* **Input**:
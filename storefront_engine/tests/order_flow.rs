//! End-to-end exercises of the order lifecycle against a real SQLite database.

use storefront_common::Cents;
use storefront_engine::{
    db_types::{NewCustomer, NewOrder, NewProduct, OrderItem, OrderStatusType, PaymentMethod, ShippingAddress},
    events::{DashboardEvent, EventBroadcaster, EventProducers},
    order_objects::OrderQueryFilter,
    transitions::{Initiator, TransitionError},
    CustomerApi,
    OrderApiError,
    OrderFlowApi,
    OrderManagement,
    ProductCatalog,
    SqliteDatabase,
};
use tempfile::TempDir;

/// A fresh database in a temp directory. The directory handle must stay alive for the duration of the test.
async fn new_test_db() -> (SqliteDatabase, TempDir) {
    let _ = env_logger::try_init();
    let dir = tempfile::tempdir().expect("Error creating temp dir");
    let url = format!("sqlite://{}", dir.path().join("storefront.db").display());
    let db = SqliteDatabase::new_with_url(&url, 5).await.expect("Error creating test database");
    (db, dir)
}

fn order_api(db: &SqliteDatabase) -> (OrderFlowApi<SqliteDatabase>, EventBroadcaster) {
    let broadcaster = EventBroadcaster::new(16);
    let api = OrderFlowApi::new(db.clone(), EventProducers::default(), broadcaster.clone());
    (api, broadcaster)
}

fn address() -> ShippingAddress {
    ShippingAddress {
        full_name: "Grace Hopper".into(),
        street: "1 Harbor Way".into(),
        city: "Arlington".into(),
        state: "VA".into(),
        zip: "22202".into(),
        country: "USA".into(),
        phone: "+1 555 0100".into(),
        location: None,
    }
}

fn draft_for(email: &str, price: i64, quantity: u32) -> NewOrder {
    NewOrder {
        customer_name: "Grace Hopper".into(),
        customer_email: email.into(),
        items: vec![OrderItem {
            product_id: "p1".into(),
            product_name: "Compiler Manual".into(),
            quantity,
            price: Cents::from(price),
        }],
        total: Cents::from(price * i64::from(quantity)),
        payment_method: PaymentMethod::Cod,
        address: address(),
    }
}

#[tokio::test]
async fn placing_an_order_seeds_a_pending_history() {
    let (db, _dir) = new_test_db().await;
    let (api, broadcaster) = order_api(&db);
    let mut rx = broadcaster.subscribe();

    let order = api.place_order(draft_for("grace@example.com", 100, 2)).await.expect("order should be placed");
    assert_eq!(order.status, OrderStatusType::Pending);
    assert_eq!(order.total, Cents::from(200));
    assert_eq!(order.status_history.len(), 1);
    assert_eq!(order.status_history[0].status, OrderStatusType::Pending);
    assert!(order.transaction_id.starts_with("txn_"));

    // Persisted copy matches what the API returned
    let stored = db.fetch_order_by_id(&order.id).await.unwrap().expect("order should be stored");
    assert_eq!(stored, order);

    // new_order first, then the recomputed stats
    match rx.recv().await.unwrap() {
        DashboardEvent::NewOrder(o) => assert_eq!(o.id, order.id),
        other => panic!("Expected new_order, got {}", other.topic()),
    }
    match rx.recv().await.unwrap() {
        DashboardEvent::StatsUpdate(stats) => {
            assert_eq!(stats.total_revenue, Cents::from(200));
            assert_eq!(stats.new_orders_count, 1);
        },
        other => panic!("Expected stats_update, got {}", other.topic()),
    }
}

#[tokio::test]
async fn total_mismatch_is_rejected() {
    let (db, _dir) = new_test_db().await;
    let (api, _) = order_api(&db);
    let mut draft = draft_for("grace@example.com", 100, 2);
    draft.total = Cents::from(150);
    let err = api.place_order(draft).await.unwrap_err();
    assert!(matches!(err, OrderApiError::Validation(_)), "got {err}");
    assert!(api.fetch_all_orders().await.unwrap().is_empty());
}

#[tokio::test]
async fn status_update_appends_history_and_publishes() {
    let (db, _dir) = new_test_db().await;
    let (api, broadcaster) = order_api(&db);
    let order = api.place_order(draft_for("grace@example.com", 100, 2)).await.unwrap();

    let mut rx = broadcaster.subscribe();
    let updated = api
        .set_status(&order.id, OrderStatusType::Shipped, Some("carrier X".into()), Initiator::Operator)
        .await
        .expect("transition should be legal");
    assert_eq!(updated.status, OrderStatusType::Shipped);
    assert_eq!(updated.status_history.len(), 2);
    let last = updated.status_history.last().unwrap();
    assert_eq!(last.status, OrderStatusType::Shipped);
    assert_eq!(last.notes.as_deref(), Some("carrier X"));
    assert!(updated.status_history[0].timestamp <= last.timestamp);

    match rx.recv().await.unwrap() {
        DashboardEvent::OrderUpdated(o) => assert_eq!(o.status, OrderStatusType::Shipped),
        other => panic!("Expected order_updated, got {}", other.topic()),
    }
    assert_eq!(rx.recv().await.unwrap().topic(), "stats_update");
}

#[tokio::test]
async fn cancelling_an_order_publishes_the_refund_notice() {
    let (db, _dir) = new_test_db().await;
    let (api, broadcaster) = order_api(&db);
    let order = api.place_order(draft_for("grace@example.com", 100, 2)).await.unwrap();

    let mut rx = broadcaster.subscribe();
    let cancelled =
        api.set_status(&order.id, OrderStatusType::Cancelled, None, Initiator::Operator).await.unwrap();
    assert_eq!(cancelled.status, OrderStatusType::Cancelled);

    assert_eq!(rx.recv().await.unwrap().topic(), "order_updated");
    match rx.recv().await.unwrap() {
        DashboardEvent::StatsUpdate(stats) => {
            // Revenue drops to zero once the only order is cancelled
            assert_eq!(stats.total_revenue, Cents::from(0));
            assert_eq!(stats.new_orders_count, 0);
        },
        other => panic!("Expected stats_update, got {}", other.topic()),
    }
    match rx.recv().await.unwrap() {
        DashboardEvent::OrderCancelled(payload) => {
            assert_eq!(payload.order.id, order.id);
            assert_eq!(payload.message, "Refund may be required.");
        },
        other => panic!("Expected order_cancelled, got {}", other.topic()),
    }
}

#[tokio::test]
async fn customer_cancel_is_rejected_once_processing_starts() {
    let (db, _dir) = new_test_db().await;
    let (api, _) = order_api(&db);
    let order = api.place_order(draft_for("grace@example.com", 100, 2)).await.unwrap();
    api.set_status(&order.id, OrderStatusType::Shipped, None, Initiator::Operator).await.unwrap();

    let err = api.cancel_order(&order.id).await.unwrap_err();
    assert!(matches!(err, OrderApiError::Transition(TransitionError::AlreadyProcessed)), "got {err}");

    // The failed cancel left the order untouched
    let stored = db.fetch_order_by_id(&order.id).await.unwrap().unwrap();
    assert_eq!(stored.status, OrderStatusType::Shipped);
    assert_eq!(stored.status_history.len(), 2);
}

#[tokio::test]
async fn second_cancel_fails_and_preserves_the_first() {
    let (db, _dir) = new_test_db().await;
    let (api, _) = order_api(&db);
    let order = api.place_order(draft_for("grace@example.com", 100, 2)).await.unwrap();

    let cancelled = api.cancel_order(&order.id).await.expect("first cancel should succeed");
    assert_eq!(cancelled.status, OrderStatusType::Cancelled);
    assert_eq!(cancelled.status_history.last().unwrap().notes.as_deref(), Some("Cancelled by customer"));

    let err = api.cancel_order(&order.id).await.unwrap_err();
    assert!(matches!(err, OrderApiError::Transition(TransitionError::AlreadyProcessed)), "got {err}");
    let stored = db.fetch_order_by_id(&order.id).await.unwrap().unwrap();
    assert_eq!(stored.status_history, cancelled.status_history);
}

#[tokio::test]
async fn delivered_orders_are_terminal() {
    let (db, _dir) = new_test_db().await;
    let (api, _) = order_api(&db);
    let order = api.place_order(draft_for("grace@example.com", 100, 2)).await.unwrap();
    api.set_status(&order.id, OrderStatusType::Delivered, None, Initiator::Operator).await.unwrap();

    let err = api.set_status(&order.id, OrderStatusType::Processing, None, Initiator::Operator).await.unwrap_err();
    assert!(
        matches!(err, OrderApiError::Transition(TransitionError::TerminalState(OrderStatusType::Delivered))),
        "got {err}"
    );
}

#[tokio::test]
async fn unknown_orders_report_not_found() {
    let (db, _dir) = new_test_db().await;
    let (api, _) = order_api(&db);
    let missing = "ord_does_not_exist".parse().unwrap();
    let err = api.set_status(&missing, OrderStatusType::Shipped, None, Initiator::Operator).await.unwrap_err();
    assert!(matches!(err, OrderApiError::OrderNotFound(_)), "got {err}");
}

#[tokio::test]
async fn revenue_excludes_cancelled_orders_and_recent_is_capped() {
    let (db, _dir) = new_test_db().await;
    let (api, _) = order_api(&db);

    let mut ids = Vec::new();
    for i in 1..=6 {
        let order = api.place_order(draft_for("grace@example.com", 100 * i, 1)).await.unwrap();
        ids.push(order.id);
        // Keep order timestamps strictly increasing so "newest first" is deterministic
        tokio::time::sleep(std::time::Duration::from_millis(5)).await;
    }
    api.cancel_order(&ids[0]).await.unwrap();

    let stats = api.dashboard_stats().await.unwrap();
    // 200 + 300 + 400 + 500 + 600; the cancelled 100 order no longer counts
    assert_eq!(stats.total_revenue, Cents::from(2000));
    assert_eq!(stats.new_orders_count, 5);
    assert_eq!(stats.recent_orders.len(), 5);
    let timestamps: Vec<_> = stats.recent_orders.iter().map(|o| o.order_timestamp).collect();
    let mut sorted = timestamps.clone();
    sorted.sort_by(|a, b| b.cmp(a));
    assert_eq!(timestamps, sorted, "recent orders should be newest first");
}

#[tokio::test]
async fn orders_by_customer_match_case_insensitively_newest_first() {
    let (db, _dir) = new_test_db().await;
    let (api, _) = order_api(&db);
    api.place_order(draft_for("Grace@Example.com", 100, 1)).await.unwrap();
    tokio::time::sleep(std::time::Duration::from_millis(5)).await;
    api.place_order(draft_for("grace@example.com", 200, 1)).await.unwrap();
    api.place_order(draft_for("someone-else@example.com", 300, 1)).await.unwrap();

    let orders = api.fetch_orders_for_customer("GRACE@EXAMPLE.COM").await.unwrap();
    assert_eq!(orders.len(), 2);
    assert_eq!(orders[0].total, Cents::from(200));
    assert_eq!(orders[1].total, Cents::from(100));
}

#[tokio::test]
async fn orders_can_be_filtered_by_status() {
    let (db, _dir) = new_test_db().await;
    let (api, _) = order_api(&db);
    let first = api.place_order(draft_for("grace@example.com", 100, 1)).await.unwrap();
    tokio::time::sleep(std::time::Duration::from_millis(5)).await;
    let second = api.place_order(draft_for("grace@example.com", 200, 1)).await.unwrap();
    api.set_status(&second.id, OrderStatusType::Shipped, None, Initiator::Operator).await.unwrap();

    let query = OrderQueryFilter::default().with_status(OrderStatusType::Pending).oldest_first();
    let pending = db.fetch_orders(query).await.unwrap();
    assert_eq!(pending.len(), 1);
    assert_eq!(pending[0].id, first.id);

    let query = OrderQueryFilter::default()
        .with_status(OrderStatusType::Pending)
        .with_status(OrderStatusType::Shipped)
        .oldest_first();
    let both = db.fetch_orders(query).await.unwrap();
    assert_eq!(both.len(), 2);
    assert_eq!(both[0].id, first.id, "oldest first");
}

#[tokio::test]
async fn concurrent_status_updates_are_both_recorded() {
    let (db, _dir) = new_test_db().await;
    let (api, _) = order_api(&db);
    let order = api.place_order(draft_for("grace@example.com", 100, 2)).await.unwrap();

    let (a, b) = tokio::join!(
        api.set_status(&order.id, OrderStatusType::Processing, None, Initiator::Operator),
        api.set_status(&order.id, OrderStatusType::Shipped, None, Initiator::Operator),
    );
    a.expect("first concurrent update should succeed");
    b.expect("second concurrent update should succeed");

    let stored = db.fetch_order_by_id(&order.id).await.unwrap().unwrap();
    assert_eq!(stored.status_history.len(), 3, "no history entry may be lost");
    assert_eq!(stored.status_history.last().unwrap().status, stored.status);
}

#[tokio::test]
async fn product_count_feeds_the_dashboard() {
    let (db, _dir) = new_test_db().await;
    let (api, _) = order_api(&db);
    db.insert_product(NewProduct {
        name: "Organic Honey".into(),
        category: "Pantry".into(),
        price: Cents::from(750),
        stock: 12,
        image_url: None,
        description: None,
    })
    .await
    .unwrap();

    let stats = api.dashboard_stats().await.unwrap();
    assert_eq!(stats.total_products, 1);
}

#[tokio::test]
async fn customer_summaries_aggregate_spend_by_email() {
    let (db, _dir) = new_test_db().await;
    let (api, _) = order_api(&db);
    let customers = CustomerApi::new(db.clone());
    customers
        .register_customer(NewCustomer { name: "Grace Hopper".into(), email: "grace@example.com".into() })
        .await
        .unwrap();

    api.place_order(draft_for("Grace@Example.com", 100, 1)).await.unwrap();
    tokio::time::sleep(std::time::Duration::from_millis(5)).await;
    let second = api.place_order(draft_for("grace@example.com", 200, 1)).await.unwrap();
    let cancelled = api.place_order(draft_for("grace@example.com", 400, 1)).await.unwrap();
    api.cancel_order(&cancelled.id).await.unwrap();

    let summaries = customers.customer_summaries().await.unwrap();
    assert_eq!(summaries.len(), 1);
    let summary = &summaries[0];
    assert_eq!(summary.email, "grace@example.com");
    assert_eq!(summary.total_spent, Cents::from(300));
    assert_eq!(summary.last_order, second.order_timestamp);
}

#[tokio::test]
async fn duplicate_registration_is_rejected() {
    let (db, _dir) = new_test_db().await;
    let customers = CustomerApi::new(db.clone());
    customers
        .register_customer(NewCustomer { name: "Grace Hopper".into(), email: "grace@example.com".into() })
        .await
        .unwrap();
    let err = customers
        .register_customer(NewCustomer { name: "Impostor".into(), email: "GRACE@example.com".into() })
        .await
        .unwrap_err();
    assert!(err.to_string().contains("already exists"), "got {err}");
}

* **Goal of the exercise**: Track down every line of the material containing the string "SqliteDatabase", and copy it.

* **Your response**:
    SqliteDatabase,
async fn new_test_db() -> (SqliteDatabase, TempDir) {
    let db = SqliteDatabase::new_with_url(&url, 5).await.expect("Error creating test database");
fn order_api(db: &SqliteDatabase) -> (OrderFlowApi<SqliteDatabase>, EventBroadcaster) {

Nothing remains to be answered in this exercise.